Part the First
Recently I heard the author Tobias Wolff read from his short story, “In the Garden of the North American Martyrs.” In the last lines of the story a woman is giving a lecture to students at a renowned college in upstate New York. She is also calling out a group of arrogant and patronizing professors observing the class. “You have deceived yourselves in the pride of your hearts, and the strength of your arms,” declares the woman, Mary. “Though you soar aloft like the eagle, though your nest is set among the stars, thence I will bring you down, says the Lord.”
Mary was not merely talking to these students and professors. Surely, she was also speaking to me.
Wolff read his brilliant story in a packed chapel at a literary conference. The gathering, held Feb. 19 to 21 at the University of Southern California, was called “The Future of the Catholic Literary Imagination." It was organized by the Institute for Advanced Catholic Studies. Essayists, novelists, poets, editors and scholars discussed, among other things, the following questions:
- Is there such a thing as a Catholic literary imagination? If so, what writers belong to it, and how do we continue to encourage it?
- Is the golden age of American Catholic literature (a mid-century phenomenon reputed to have begun during the good war and ended in the early years of the bad war) a thing long since vanished and gone? Was there ever an actual golden age of American Catholic literature—or Catholic anything—in the first place?

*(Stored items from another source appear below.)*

//! Favorite button controller.
//!
//! One controller per bound control. The steady-state rendering is a pure
//! function of the lesson's membership in the favorites collection; the
//! only other visual is the transient confirmation shown right after an
//! activation, reverted by a per-controller timer. Activating again while
//! the timer is armed replaces it, so the label can never go stale.

use keepsake_store::Storage;

use crate::control::Control;
use crate::state::FavoritesState;

/// Attribute carrying the lesson id on a bindable control.
pub const LESSON_ATTR: &str = "data-lesson";

/// How long the transient confirmation stays up.
pub const FEEDBACK_DURATION_MS: u32 = 1500;

/// Class set on the control while it is favorited.
pub const FAVORITED_CLASS: &str = "favorited";

/// Feedback background classes (added / removed confirmation).
pub const FEEDBACK_ADDED_CLASS: &str = "feedback-added";
pub const FEEDBACK_REMOVED_CLASS: &str = "feedback-removed";

/// Controller for one favorite control.
#[derive(Debug)]
pub struct FavoriteButton {
    lesson_id: String,
    /// Armed revert timer, replaced on every activation.
    pending_revert: Option<u32>,
}

impl FavoriteButton {
    /// Bind a controller to `control`.
    ///
    /// The lesson id is read from the control's `data-lesson` attribute;
    /// a control without one is skipped with a warning. On success the
    /// control is rendered in its steady state.
    pub fn bind<S: Storage>(control: &mut Control, state: &FavoritesState<S>) -> Option<Self> {
        let id = match control.attr(LESSON_ATTR) {
            Some(id) if !id.is_empty() => id.to_string(),
            _ => {
                log::warn!("favorite control has no {LESSON_ATTR} attribute, not binding");
                return None;
            },
        };
        let button = Self {
            lesson_id: id,
            pending_revert: None,
        };
        button.sync(control, state);
        Some(button)
    }

    /// The lesson this controller toggles.
    pub fn lesson_id(&self) -> &str {
        &self.lesson_id
    }

    /// Whether a revert timer is currently armed.
    pub fn has_pending_revert(&self) -> bool {
        self.pending_revert.is_some()
    }

    /// Handle a user activation: toggle membership, show the
    /// confirmation, and (re)arm the revert timer. Returns the new
    /// membership.
    pub fn activate<S: Storage>(
        &mut self,
        control: &mut Control,
        state: &mut FavoritesState<S>,
    ) -> bool {
        let now_favorited = state.toggle(&self.lesson_id);
        control.set_class(FAVORITED_CLASS, now_favorited);
        control.set_class(FEEDBACK_ADDED_CLASS, now_favorited);
        control.set_class(FEEDBACK_REMOVED_CLASS, !now_favorited);
        control.set_html(feedback_html(now_favorited));
        // Replaces any timer still armed from a previous activation.
        self.pending_revert = Some(FEEDBACK_DURATION_MS);
        now_favorited
    }

    /// Advance the revert timer by `dt_ms`, reverting to the steady
    /// state once the confirmation window has fully elapsed.
    pub fn tick<S: Storage>(
        &mut self,
        control: &mut Control,
        state: &FavoritesState<S>,
        dt_ms: u32,
    ) {
        let Some(remaining) = self.pending_revert else {
            return;
        };
        if dt_ms >= remaining {
            self.pending_revert = None;
            control.remove_class(FEEDBACK_ADDED_CLASS);
            control.remove_class(FEEDBACK_REMOVED_CLASS);
            self.sync(control, state);
        } else {
            self.pending_revert = Some(remaining - dt_ms);
        }
    }

    /// Render the steady state from current membership.
    fn sync<S: Storage>(&self, control: &mut Control, state: &FavoritesState<S>) {
        let favorited = state.contains(&self.lesson_id);
        control.set_class(FAVORITED_CLASS, favorited);
        control.set_html(steady_html(favorited));
    }
}

fn steady_html(favorited: bool) -> String {
    if favorited {
        "<span class=\"heart-icon\">\u{2665}</span> Remove from Favorites".to_string()
    } else {
        "<span class=\"heart-icon\">\u{2661}</span> Add to Favorites".to_string()
    }
}

fn feedback_html(added: bool) -> String {
    if added {
        "<span class=\"heart-icon\">\u{2665}</span> Added to Favorites!".to_string()
    } else {
        "<span class=\"heart-icon\">\u{2661}</span> Removed from Favorites!".to_string()
    }
}
//! In-memory storage implementation.
//!
//! Useful for unit tests and ephemeral hosts. All entries live in a
//! `BTreeMap<String, Vec<u8>>` and vanish with the value.

use std::collections::BTreeMap;

use keepsake_types::error::Result;

use crate::Storage;

/// A fully in-memory key-value store.
#[derive(Debug, Default)]
pub struct MemoryStorage {
    entries: BTreeMap<String, Vec<u8>>,
}

impl MemoryStorage {
    /// Create an empty store.
    pub fn new() -> Self {
        Self::default()
    }

    /// Number of stored entries.
    pub fn len(&self) -> usize {
        self.entries.len()
    }

    /// Whether the store has no entries.
    pub fn is_empty(&self) -> bool {
        self.entries.is_empty()
    }
}

impl Storage for MemoryStorage {
    fn get(&self, key: &str) -> Result<Option<Vec<u8>>> {
        Ok(self.entries.get(key).cloned())
    }

    fn set(&mut self, key: &str, value: &[u8]) -> Result<()> {
        self.entries.insert(key.to_string(), value.to_vec());
        Ok(())
    }

    fn remove(&mut self, key: &str) -> Result<()> {
        self.entries.remove(key);
        Ok(())
    }
}
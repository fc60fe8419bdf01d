//! Persistent store adapter for the favorites collection.
//!
//! Wraps a [`Storage`] and owns the serialization of the favorites
//! collection: a JSON array of string identifiers under one fixed key.
//! Persistence is best-effort. `load` never fails to the caller and
//! `save` never propagates an error; storage failures and malformed
//! blobs degrade to an empty collection / a no-op, logged at `warn`.

use crate::Storage;

/// Fixed key the favorites collection is stored under.
pub const FAVORITES_KEY: &str = "favorites";

/// Serializing adapter between the favorites collection and a [`Storage`].
#[derive(Debug)]
pub struct FavoritesStore<S> {
    storage: S,
}

impl<S: Storage> FavoritesStore<S> {
    /// Wrap a storage backend.
    pub fn new(storage: S) -> Self {
        Self { storage }
    }

    /// Borrow the underlying storage.
    pub fn storage(&self) -> &S {
        &self.storage
    }

    /// Load the persisted collection.
    ///
    /// An absent key, a read failure, and an unparsable value all yield
    /// an empty collection. Duplicate ids in a tampered blob are dropped,
    /// keeping the first occurrence, so callers can rely on the
    /// no-duplicates invariant from hydration onward.
    pub fn load(&self) -> Vec<String> {
        let blob = match self.storage.get(FAVORITES_KEY) {
            Ok(Some(blob)) => blob,
            Ok(None) => return Vec::new(),
            Err(e) => {
                log::warn!("failed to read favorites: {e}");
                return Vec::new();
            },
        };
        let ids: Vec<String> = match serde_json::from_slice(&blob) {
            Ok(ids) => ids,
            Err(e) => {
                log::warn!("malformed favorites blob, starting empty: {e}");
                return Vec::new();
            },
        };
        let mut seen = Vec::with_capacity(ids.len());
        for id in ids {
            if !seen.contains(&id) {
                seen.push(id);
            }
        }
        seen
    }

    /// Persist the collection. Failures are logged, not propagated.
    pub fn save(&mut self, ids: &[String]) {
        let blob = match serde_json::to_vec(ids) {
            Ok(blob) => blob,
            Err(e) => {
                log::warn!("failed to encode favorites: {e}");
                return;
            },
        };
        if let Err(e) = self.storage.set(FAVORITES_KEY, &blob) {
            log::warn!("failed to save favorites: {e}");
        }
    }
}
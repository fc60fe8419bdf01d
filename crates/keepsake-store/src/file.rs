//! File-backed storage implementation.
//!
//! Each key maps to one file directly under the store's root directory.
//! The directory is created lazily on the first write, so constructing a
//! store never touches the filesystem.

use std::io;
use std::path::{Path, PathBuf};

use keepsake_types::error::{KeepsakeError, Result};

use crate::Storage;

/// A key-value store persisting each entry as a file under `root`.
#[derive(Debug)]
pub struct FileStorage {
    root: PathBuf,
}

impl FileStorage {
    /// Create a store rooted at `root`. The directory does not need to
    /// exist yet.
    pub fn new(root: impl Into<PathBuf>) -> Self {
        Self { root: root.into() }
    }

    /// The root directory backing this store.
    pub fn root(&self) -> &Path {
        &self.root
    }

    /// Resolve a key to its backing file path.
    ///
    /// Keys are bare file names; anything that would escape the root
    /// directory is rejected.
    fn entry_path(&self, key: &str) -> Result<PathBuf> {
        if key.is_empty()
            || key == "."
            || key == ".."
            || key.contains('/')
            || key.contains('\\')
        {
            return Err(KeepsakeError::Storage(format!("invalid key: {key:?}")));
        }
        Ok(self.root.join(key))
    }
}

impl Storage for FileStorage {
    fn get(&self, key: &str) -> Result<Option<Vec<u8>>> {
        let path = self.entry_path(key)?;
        match std::fs::read(&path) {
            Ok(data) => Ok(Some(data)),
            Err(e) if e.kind() == io::ErrorKind::NotFound => Ok(None),
            Err(e) => Err(e.into()),
        }
    }

    fn set(&mut self, key: &str, value: &[u8]) -> Result<()> {
        let path = self.entry_path(key)?;
        std::fs::create_dir_all(&self.root)?;
        std::fs::write(&path, value)?;
        Ok(())
    }

    fn remove(&mut self, key: &str) -> Result<()> {
        let path = self.entry_path(key)?;
        match std::fs::remove_file(&path) {
            Ok(()) => Ok(()),
            Err(e) if e.kind() == io::ErrorKind::NotFound => Ok(()),
            Err(e) => Err(e.into()),
        }
    }
}
//! Error types for keepsake.

use std::io;

/// Errors produced by the keepsake crates.
#[derive(Debug, thiserror::Error)]
pub enum KeepsakeError {
    #[error("storage error: {0}")]
    Storage(String),

    #[error("I/O error: {0}")]
    Io(#[from] io::Error),

    #[error("TOML parse error: {0}")]
    TomlParse(#[from] toml::de::Error),

    #[error("JSON error: {0}")]
    Json(#[from] serde_json::Error),
}

/// Convenience alias.
pub type Result<T> = std::result::Result<T, KeepsakeError>;
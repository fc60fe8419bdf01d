//! Favorites gallery renderer.
//!
//! Renders the favorites page fragment from the current state: an
//! empty-state block with a call-to-action when nothing is favorited,
//! otherwise one card per favorited id that resolves in the catalog, in
//! collection order. Pure function of state, so re-rendering with
//! unchanged state yields identical markup.

use keepsake_store::Storage;

use crate::catalog;
use crate::state::FavoritesState;

/// Render the gallery fragment for the favorites page.
pub fn render<S: Storage>(state: &FavoritesState<S>) -> String {
    if state.is_empty() {
        return String::from(
            "<div class=\"favorites-empty\">\
             <h2>No Favorites Yet</h2>\
             <p>Start exploring lessons and add them to your favorites by clicking \
             the heart icon!</p>\
             <a href=\"lessons.html\" class=\"btn btn-primary\">Browse Lessons</a>\
             </div>",
        );
    }

    let mut html = String::from("<div class=\"lessons-grid\">");
    // Ids with no catalog entry are dropped from rendering, not errors.
    for lesson in state.ids().iter().filter_map(|id| catalog::get(id)) {
        html.push_str(&format!(
            "<a href=\"{}\" class=\"lesson-card\">\
             <div class=\"lesson-icon\">{}</div>\
             <h3>{}</h3>\
             <p>{}</p>\
             </a>",
            lesson.detail_href(),
            lesson.icon,
            lesson.title,
            lesson.description,
        ));
    }
    html.push_str("</div>");
    html
}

- Is Catholic art and culture—no matter how faint and shrinking its ecclesial propaganda—always and forever marginalized in the society it finds itself in? (Or even more to the point, are Catholics cheerfully obsessed with claiming their way of life is marginalized in the society they find themselves in, lending them the cache of the victim/survivor fighting off the barbarians no longer merely at the gates but functioning as the builders of the gates, keepers of the watchtowers, designers of the aqueducts and owners of all the more recherché coffee shops?)
- Marginalized or not, is there actually a golden age of Catholic literature going on right now?

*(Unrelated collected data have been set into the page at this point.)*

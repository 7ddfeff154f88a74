//! Catalog introspection tools.
//!
//! This module implements the `list_tables` and `describe_table` MCP tools.
//! Both consult the warehouse catalog through the execution engine, and both
//! apply the scope allow-list: listing silently omits out-of-scope tables,
//! describing an out-of-scope table is denied before the catalog is touched
//! so the response cannot reveal whether the table exists.

use crate::db::ExecutionEngine;
use crate::error::ServerResult;
use crate::models::{ColumnInfo, TableIdentifier};
use crate::policy::AllowListPolicy;
use schemars::JsonSchema;
use serde::{Deserialize, Serialize};
use tracing::info;

/// Input for the list_tables tool.
#[derive(Debug, Clone, Deserialize, JsonSchema)]
pub struct ListTablesInput {
    /// Restrict the listing to one database. Omit to list every visible
    /// database.
    #[serde(default)]
    pub database: Option<String>,
}

/// Output from the list_tables tool.
#[derive(Debug, Clone, Serialize, JsonSchema)]
pub struct ListTablesOutput {
    /// Fully qualified table names (database.schema.table) inside the
    /// configured scopes
    pub tables: Vec<String>,
    /// Number of tables returned
    pub count: usize,
}

/// Input for the describe_table tool.
#[derive(Debug, Clone, Deserialize, JsonSchema)]
pub struct DescribeTableInput {
    /// Fully qualified table name: database.schema.table
    pub table_name: String,
}

/// Output from the describe_table tool.
#[derive(Debug, Clone, Serialize, JsonSchema)]
pub struct DescribeTableOutput {
    /// The described table, fully qualified
    pub table_name: String,
    /// Column definitions in catalog order
    pub columns: Vec<ColumnInfo>,
    /// Number of columns
    pub count: usize,
}

/// Catalog accessor applying the scope allow-list over the engine's raw
/// catalog views.
pub struct CatalogAccessor<E> {
    engine: E,
    policy: AllowListPolicy,
}

impl<E: ExecutionEngine> CatalogAccessor<E> {
    pub fn new(engine: E, policy: AllowListPolicy) -> Self {
        Self { engine, policy }
    }

    /// Handle the list_tables tool call.
    ///
    /// Out-of-scope tables are filtered out, not reported; the caller sees
    /// the catalog as if only the permitted scopes existed. The engine's
    /// ordering is preserved.
    pub async fn list_tables(&self, input: ListTablesInput) -> ServerResult<ListTablesOutput> {
        let tables = self
            .engine
            .list_tables_raw(input.database.as_deref())
            .await?;

        let total = tables.len();
        let visible: Vec<String> = tables
            .into_iter()
            .filter(|table| self.policy.is_allowed(table))
            .map(|table| table.to_string())
            .collect();

        info!(
            total,
            visible = visible.len(),
            database = ?input.database,
            "Listed catalog tables"
        );

        Ok(ListTablesOutput {
            count: visible.len(),
            tables: visible,
        })
    }

    /// Handle the describe_table tool call.
    ///
    /// The identifier must be fully qualified. The policy check runs before
    /// the catalog lookup, so a denied scope gets the same answer whether or
    /// not the table exists.
    pub async fn describe_table(
        &self,
        input: DescribeTableInput,
    ) -> ServerResult<DescribeTableOutput> {
        let table: TableIdentifier = input.table_name.parse()?;

        if !self.policy.is_allowed(&table) {
            return Err(crate::error::ServerError::denied(table.scope()));
        }

        let columns = self.engine.describe_raw(&table).await?;

        info!(table = %table, columns = columns.len(), "Described table");

        Ok(DescribeTableOutput {
            table_name: table.to_string(),
            count: columns.len(),
            columns,
        })
    }
}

Julia Alvarez, Ron Hansen, Angela Alaimo O'Donnell, Mr. Wolff and many others took on these matters headlong. Dana Gioia, “an internationally recognized man of letters,” according to his website, dreamed up and convened the event. His article, “The Catholic Writer Today,” published in the December 2013 issue of the journal First Things, kicked off a national soul-searching on the topic of Catholic literature, eventually leading to the conference.
(Actually it wasn't a soul-searching. This is just a nice phrase to make all of our natural-born writerly anxiety sound more impressive.).
And lo, I was one of those taking on these matters, both as panelist and audience member, and my sin is ever at my side. I deserve to be called out by Mary. I deserve this because speaking at a university conference is always a near occasion of pretentiousness. The re-preaching of masters thesae to new congregations. The offering of statements disguised as questions. The “nuancing” of points. The rebutting of nuanced points. The lordly summing up of issues that have already been summed up.
These things are a demon lurking at the door, whose urge is ever toward us—or at least toward me. My panel consisted of literary editors at Catholic publications. I spoke from this panel. I quoted Beckett, Samuel. I referenced Joyce, James; Allighieri, Dante; Angelo, Michel, and an independent German film. The Lord may blot out many of my offenses, but these surely he will not overlook. These will stay with me forever.
As we grappled with our literary questions, (grappled: this is what intellectuals who never made varsity say to give their work a hale and sporty or even danger-laden credibility—as if we were fending off starving jackals in the Jim Bridger National Wilderness), as we grappled, girls outside pedaled to class on large, steel-framed, one-speed bicycles. They looked relaxed as they sat back, handlebars high, like roving Harley matrons. Weaving in and out of them were boys on skateboards who nearly charmed you to death (21-year-olds on skateboards! How wonderful! The world is still a good place!) as they rolled around campus.
The skateboarders also nearly ran us down every other moment as we crossed campus going from one talk to the next on the marginalization of Catholics in the current culture. You wondered if these boys were trying to marginalize you and your Catholicism out of existence.
And maybe we deserved it, for thinking we could talk a certain kind of creature into existence—namely the fearless Catholic writer sweeping over and bringing light to the dark waters of a secular age caught in free-fall. Maybe it was our due for conjecturing that we could inflame a religious literary movement, or shine a light on that which is already there, through our keynotes, panels, thesae, objections, rebuttals and closing arguments, all before a panelled jury of ourselves.
But against all these odds, this gathering was altogether a nice thing. It was, if nothing else, a chance to be with people who took both their writing (editing, publishing, etc) and their faith seriously. The event, despite its irrefutable ontology as a university conference and my referencing of high-toned authors, was actually quite lovely.